**Information supplied:**
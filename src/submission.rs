//! Submission archives (`.zip`, `.tar.gz`): format check, extraction, and
//! evaluation.

use std::fs::{self, File};
use std::io::{self, BufReader};
use std::path::{Path, PathBuf};

use flate2::read::GzDecoder;
use tracing::{debug, info};
use zip::ZipArchive;

use crate::error::EvalError;
use crate::eval::{Clock, Evaluation, Evaluator};
use crate::loader::ModuleLoader;

/// Container formats accepted as submissions.
#[derive(Debug, Clone, Copy, PartialEq, Eq)]
pub enum ArchiveFormat {
    Zip,
    TarGz,
}

impl ArchiveFormat {
    /// File name suffixes and the format each one selects.
    pub const SUFFIXES: [(&'static str, ArchiveFormat); 3] = [
        (".zip", ArchiveFormat::Zip),
        (".tar.gz", ArchiveFormat::TarGz),
        (".tgz", ArchiveFormat::TarGz),
    ];

    /// Format implied by the file name of `path`, if any.
    pub fn from_path(path: &Path) -> Option<Self> {
        let name = path.file_name()?.to_str()?;
        Self::SUFFIXES
            .iter()
            .find(|(suffix, _)| name.len() > suffix.len() && name.ends_with(suffix))
            .map(|&(_, format)| format)
    }
}

/// Whether `path` names a supported submission archive.
pub fn is_supported_archive(path: &Path) -> bool {
    ArchiveFormat::from_path(path).is_some()
}

/// Extracts `archive` into `dest` and returns the submission root.
///
/// When the archive holds exactly one top-level directory, that directory is
/// the root; otherwise `dest` itself is.
///
/// # Errors
///
/// * `BadSubmissionFormat` if the file name has no supported suffix
/// * `Archive` if the file cannot be read or decompressed
/// * `EmptySubmission` if nothing was extracted
pub fn unpack(archive: &Path, dest: &Path) -> Result<PathBuf, EvalError> {
    let Some(format) = ArchiveFormat::from_path(archive) else {
        return Err(EvalError::BadSubmissionFormat(archive.to_path_buf()));
    };
    let err = |source: io::Error| EvalError::Archive {
        path: archive.to_path_buf(),
        source,
    };

    let file = BufReader::new(File::open(archive).map_err(err)?);
    match format {
        ArchiveFormat::Zip => {
            let mut zipped = ZipArchive::new(file).map_err(|e| err(io::Error::from(e)))?;
            zipped.extract(dest).map_err(|e| err(io::Error::from(e)))?;
        }
        ArchiveFormat::TarGz => {
            tar::Archive::new(GzDecoder::new(file))
                .unpack(dest)
                .map_err(err)?;
        }
    }

    let mut entries = Vec::new();
    for entry in fs::read_dir(dest).map_err(err)? {
        entries.push(entry.map_err(err)?.path());
    }
    debug!(archive = %archive.display(), ?format, entries = entries.len(), "submission extracted");

    match entries.as_slice() {
        [] => Err(EvalError::EmptySubmission),
        [only] if only.is_dir() => Ok(only.clone()),
        _ => Ok(dest.to_path_buf()),
    }
}

/// Unpacks a submission archive into a scratch directory and evaluates it.
///
/// The scratch directory is removed when this returns, whatever the outcome.
///
/// # Errors
///
/// Archive errors from [`unpack`] plus everything [`Evaluator::evaluate`]
/// returns.
pub fn run<L: ModuleLoader, C: Clock>(
    submission: &Path,
    evaluator: &Evaluator<L, C>,
) -> Result<Evaluation, EvalError> {
    if !is_supported_archive(submission) {
        return Err(EvalError::BadSubmissionFormat(submission.to_path_buf()));
    }
    let workspace = tempfile::Builder::new()
        .prefix("wpf-eval-")
        .tempdir()
        .map_err(|source| EvalError::Archive {
            path: submission.to_path_buf(),
            source,
        })?;
    let root = unpack(submission, workspace.path())?;
    info!(submission = %submission.display(), root = %root.display(), "evaluating submission");
    evaluator.evaluate(&root)
}
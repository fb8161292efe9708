use std::collections::BTreeMap;
use std::fs::File;
use std::io::{self, Read};
use std::path::{Path, PathBuf};

use serde::Deserialize;
use thiserror::Error;

/// Per-turbine readings, shaped `timesteps × columns`.
pub type Readings = Vec<Vec<f64>>;

/// Errors raised while reading a turbine CSV file.
#[derive(Debug, Error)]
pub enum TestDataError {
    /// The file could not be opened.
    #[error("cannot open test data \"{}\": {source}", .path.display())]
    Io {
        path: PathBuf,
        #[source]
        source: io::Error,
    },
    /// The file is not valid turbine CSV.
    #[error("invalid test data \"{}\": {source}", .path.display())]
    Parse {
        path: PathBuf,
        #[source]
        source: csv::Error,
    },
    /// CSV error from an in-memory reader.
    #[error("invalid test data: {0}")]
    Csv(#[from] csv::Error),
    /// `start_col` points past the last column.
    #[error("start column {start_col} is out of range for {columns} columns")]
    StartColumnOutOfRange { start_col: usize, columns: usize },
}

/// One raw turbine row, with unparseable or empty fields kept as `None`.
#[derive(Debug, Clone, Default, PartialEq, Deserialize)]
#[serde(default)]
pub struct RawRecord {
    #[serde(rename = "TurbID", deserialize_with = "csv::invalid_option")]
    pub turb_id: Option<u32>,
    #[serde(rename = "Day", deserialize_with = "csv::invalid_option")]
    pub day: Option<u32>,
    #[serde(rename = "Tmstamp", deserialize_with = "csv::invalid_option")]
    pub tmstamp: Option<String>,
    /// Wind speed (m/s).
    #[serde(rename = "Wspd", deserialize_with = "csv::invalid_option")]
    pub wspd: Option<f64>,
    /// Wind direction relative to the nacelle (degrees).
    #[serde(rename = "Wdir", deserialize_with = "csv::invalid_option")]
    pub wdir: Option<f64>,
    #[serde(rename = "Etmp", deserialize_with = "csv::invalid_option")]
    pub etmp: Option<f64>,
    #[serde(rename = "Itmp", deserialize_with = "csv::invalid_option")]
    pub itmp: Option<f64>,
    /// Nacelle direction (degrees).
    #[serde(rename = "Ndir", deserialize_with = "csv::invalid_option")]
    pub ndir: Option<f64>,
    /// Blade pitch angles (degrees).
    #[serde(rename = "Pab1", deserialize_with = "csv::invalid_option")]
    pub pab1: Option<f64>,
    #[serde(rename = "Pab2", deserialize_with = "csv::invalid_option")]
    pub pab2: Option<f64>,
    #[serde(rename = "Pab3", deserialize_with = "csv::invalid_option")]
    pub pab3: Option<f64>,
    #[serde(rename = "Prtv", deserialize_with = "csv::invalid_option")]
    pub prtv: Option<f64>,
    /// Active power (kW).
    #[serde(rename = "Patv", deserialize_with = "csv::invalid_option")]
    pub patv: Option<f64>,
}

impl RawRecord {
    /// Whether any field is missing or NaN.
    pub fn has_missing(&self) -> bool {
        let numeric = [
            self.wspd, self.wdir, self.etmp, self.itmp, self.ndir, self.pab1, self.pab2,
            self.pab3, self.prtv, self.patv,
        ];
        self.turb_id.is_none()
            || self.day.is_none()
            || self.tmstamp.is_none()
            || numeric.iter().any(|v| v.is_none_or(f64::is_nan))
    }
}

/// Raw, unfilled rows for one turbine.
#[derive(Debug, Clone, Default, PartialEq)]
pub struct TurbineFrame {
    pub turbine_id: Option<u32>,
    pub records: Vec<RawRecord>,
}

impl TurbineFrame {
    pub fn len(&self) -> usize {
        self.records.len()
    }

    pub fn is_empty(&self) -> bool {
        self.records.is_empty()
    }
}

/// A parsed ground-truth file: readings and raw frames per turbine.
///
/// Rows are grouped into turbines by `TurbID` value, ordered by ascending ID;
/// rows keep their file order within a turbine. Rows without a parseable
/// `TurbID` belong to no turbine and are skipped.
#[derive(Debug, Clone, Default)]
pub struct TestData {
    readings: Vec<Readings>,
    frames: Vec<TurbineFrame>,
}

impl TestData {
    /// Reads a turbine CSV file.
    ///
    /// # Arguments
    ///
    /// * `path` - CSV file with a header row
    /// * `start_col` - Index of the first column copied into the readings
    ///
    /// # Errors
    ///
    /// Returns a `TestDataError` if the file cannot be opened or parsed.
    pub fn from_path(path: &Path, start_col: usize) -> Result<Self, TestDataError> {
        let file = File::open(path).map_err(|source| TestDataError::Io {
            path: path.to_path_buf(),
            source,
        })?;
        Self::from_reader(file, start_col).map_err(|e| match e {
            TestDataError::Csv(source) => TestDataError::Parse {
                path: path.to_path_buf(),
                source,
            },
            other => other,
        })
    }

    /// Reads turbine CSV from any reader.
    ///
    /// # Errors
    ///
    /// Returns a `TestDataError` if the CSV is malformed or `start_col` is out
    /// of range.
    pub fn from_reader(reader: impl Read, start_col: usize) -> Result<Self, TestDataError> {
        let mut rdr = csv::ReaderBuilder::new()
            .trim(csv::Trim::All)
            .from_reader(reader);
        let headers = rdr.headers()?.clone();
        if start_col >= headers.len() {
            return Err(TestDataError::StartColumnOutOfRange {
                start_col,
                columns: headers.len(),
            });
        }

        let mut turbines: BTreeMap<u32, (Readings, Vec<RawRecord>)> = BTreeMap::new();
        for result in rdr.records() {
            let record = result?;
            let raw: RawRecord = record.deserialize(Some(&headers))?;
            let Some(turbine_id) = raw.turb_id else {
                continue;
            };
            let row: Vec<f64> = record.iter().skip(start_col).map(parse_or_zero).collect();
            let (readings, records) = turbines.entry(turbine_id).or_default();
            readings.push(row);
            records.push(raw);
        }

        let mut data = Self::default();
        for (turbine_id, (readings, records)) in turbines {
            data.readings.push(readings);
            data.frames.push(TurbineFrame {
                turbine_id: Some(turbine_id),
                records,
            });
        }
        Ok(data)
    }

    /// Number of turbines found in the file.
    pub fn turbine_count(&self) -> usize {
        self.frames.len()
    }

    /// Splits into per-turbine readings (missing values as `0.0`) and raw frames.
    pub fn get_all_turbines(self) -> (Vec<Readings>, Vec<TurbineFrame>) {
        (self.readings, self.frames)
    }
}

fn parse_or_zero(field: &str) -> f64 {
    field
        .parse::<f64>()
        .ok()
        .filter(|v| !v.is_nan())
        .unwrap_or(0.0)
}

/// Ground truth for one test case.
#[derive(Debug, Clone, Default)]
pub struct GroundTruth {
    /// Per-turbine `output_len × out_var` windows.
    pub windows: Vec<Readings>,
    /// Per-turbine raw frames used for validity masking.
    pub frames: Vec<TurbineFrame>,
}

impl GroundTruth {
    /// Slices each turbine to its first `output_len` rows and last `out_var` columns.
    pub fn from_test_data(data: TestData, output_len: usize, out_var: usize) -> Self {
        let (readings, frames) = data.get_all_turbines();
        let windows = readings
            .into_iter()
            .map(|turbine| {
                turbine
                    .into_iter()
                    .take(output_len)
                    .map(|row| row[row.len().saturating_sub(out_var)..].to_vec())
                    .collect()
            })
            .collect();
        Self { windows, frames }
    }

    /// Loads and slices the ground-truth file at `path`.
    ///
    /// # Errors
    ///
    /// Returns a `TestDataError` if the file cannot be read.
    pub fn load(
        path: &Path,
        start_col: usize,
        output_len: usize,
        out_var: usize,
    ) -> Result<Self, TestDataError> {
        let data = TestData::from_path(path, start_col)?;
        Ok(Self::from_test_data(data, output_len, out_var))
    }
}

#[cfg(test)]
mod tests {
    use super::*;

    const CSV: &str = "\
TurbID,Day,Tmstamp,Wspd,Wdir,Etmp,Itmp,Ndir,Pab1,Pab2,Pab3,Prtv,Patv
1,1,00:00,5.0,1.0,20,25,10,0,0,0,-0.3,400
1,1,00:10,6.0,2.0,20,25,10,0,0,0,-0.3,
1,1,00:20,7.0,3.0,20,25,10,0,0,0,-0.3,600
2,1,00:00,4.0,1.0,20,25,10,0,0,0,-0.3,100
2,1,00:10,abc,1.0,20,25,10,0,0,0,-0.3,200
";

    #[test]
    fn groups_rows_by_turbine() {
        let data = TestData::from_reader(CSV.as_bytes(), 3).unwrap();
        assert_eq!(data.turbine_count(), 2);
        let (readings, frames) = data.get_all_turbines();
        assert_eq!(readings[0].len(), 3);
        assert_eq!(readings[1].len(), 2);
        assert_eq!(frames[0].turbine_id, Some(1));
        assert_eq!(frames[1].turbine_id, Some(2));
    }

    #[test]
    fn interleaved_turbines_are_grouped_by_id() {
        let csv = "\
TurbID,Day,Tmstamp,Wspd,Wdir,Etmp,Itmp,Ndir,Pab1,Pab2,Pab3,Prtv,Patv
2,1,00:00,4.0,1.0,20,25,10,0,0,0,-0.3,100
1,1,00:00,5.0,1.0,20,25,10,0,0,0,-0.3,400
2,1,00:10,4.0,1.0,20,25,10,0,0,0,-0.3,200
1,1,00:10,5.0,1.0,20,25,10,0,0,0,-0.3,500
x,1,00:20,5.0,1.0,20,25,10,0,0,0,-0.3,900
";
        let data = TestData::from_reader(csv.as_bytes(), 3).unwrap();
        let truth = GroundTruth::from_test_data(data, 4, 1);
        assert_eq!(truth.frames.len(), 2);
        assert_eq!(truth.frames[0].turbine_id, Some(1));
        assert_eq!(truth.windows[0], vec![vec![400.0], vec![500.0]]);
        assert_eq!(truth.frames[1].turbine_id, Some(2));
        assert_eq!(truth.windows[1], vec![vec![100.0], vec![200.0]]);
    }

    #[test]
    fn readings_start_at_start_col_and_fill_missing_with_zero() {
        let data = TestData::from_reader(CSV.as_bytes(), 3).unwrap();
        let (readings, _) = data.get_all_turbines();
        // Wspd..Patv
        assert_eq!(readings[0][0].len(), 10);
        assert_eq!(readings[0][0][0], 5.0);
        assert_eq!(readings[0][0][9], 400.0);
        assert_eq!(readings[0][1][9], 0.0);
        assert_eq!(readings[1][1][0], 0.0);
    }

    #[test]
    fn raw_frame_keeps_missing_fields() {
        let data = TestData::from_reader(CSV.as_bytes(), 3).unwrap();
        let (_, frames) = data.get_all_turbines();
        assert!(!frames[0].records[0].has_missing());
        assert_eq!(frames[0].records[1].patv, None);
        assert!(frames[0].records[1].has_missing());
        assert_eq!(frames[1].records[1].wspd, None);
        assert_eq!(frames[0].records[2].tmstamp.as_deref(), Some("00:20"));
    }

    #[test]
    fn start_col_out_of_range_is_rejected() {
        let err = TestData::from_reader(CSV.as_bytes(), 13).unwrap_err();
        assert!(matches!(
            err,
            TestDataError::StartColumnOutOfRange { columns: 13, .. }
        ));
    }

    #[test]
    fn ground_truth_windows_are_sliced() {
        let data = TestData::from_reader(CSV.as_bytes(), 3).unwrap();
        let truth = GroundTruth::from_test_data(data, 2, 1);
        assert_eq!(truth.windows[0], vec![vec![400.0], vec![0.0]]);
        assert_eq!(truth.windows[1], vec![vec![100.0], vec![200.0]]);
        // raw frames are not sliced
        assert_eq!(truth.frames[0].len(), 3);
    }

    #[test]
    fn missing_file_reports_path() {
        let err = TestData::from_path(Path::new("/nonexistent/0001out.csv"), 3).unwrap_err();
        assert!(err.to_string().contains("0001out.csv"));
    }
}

**How to complete this task:**
Your answer should be the lines of the records that hold the string "BTreeMap".

**Exercise result:**
use std::collections::BTreeMap;
        let mut turbines: BTreeMap<u32, (Readings, Vec<RawRecord>)> = BTreeMap::new();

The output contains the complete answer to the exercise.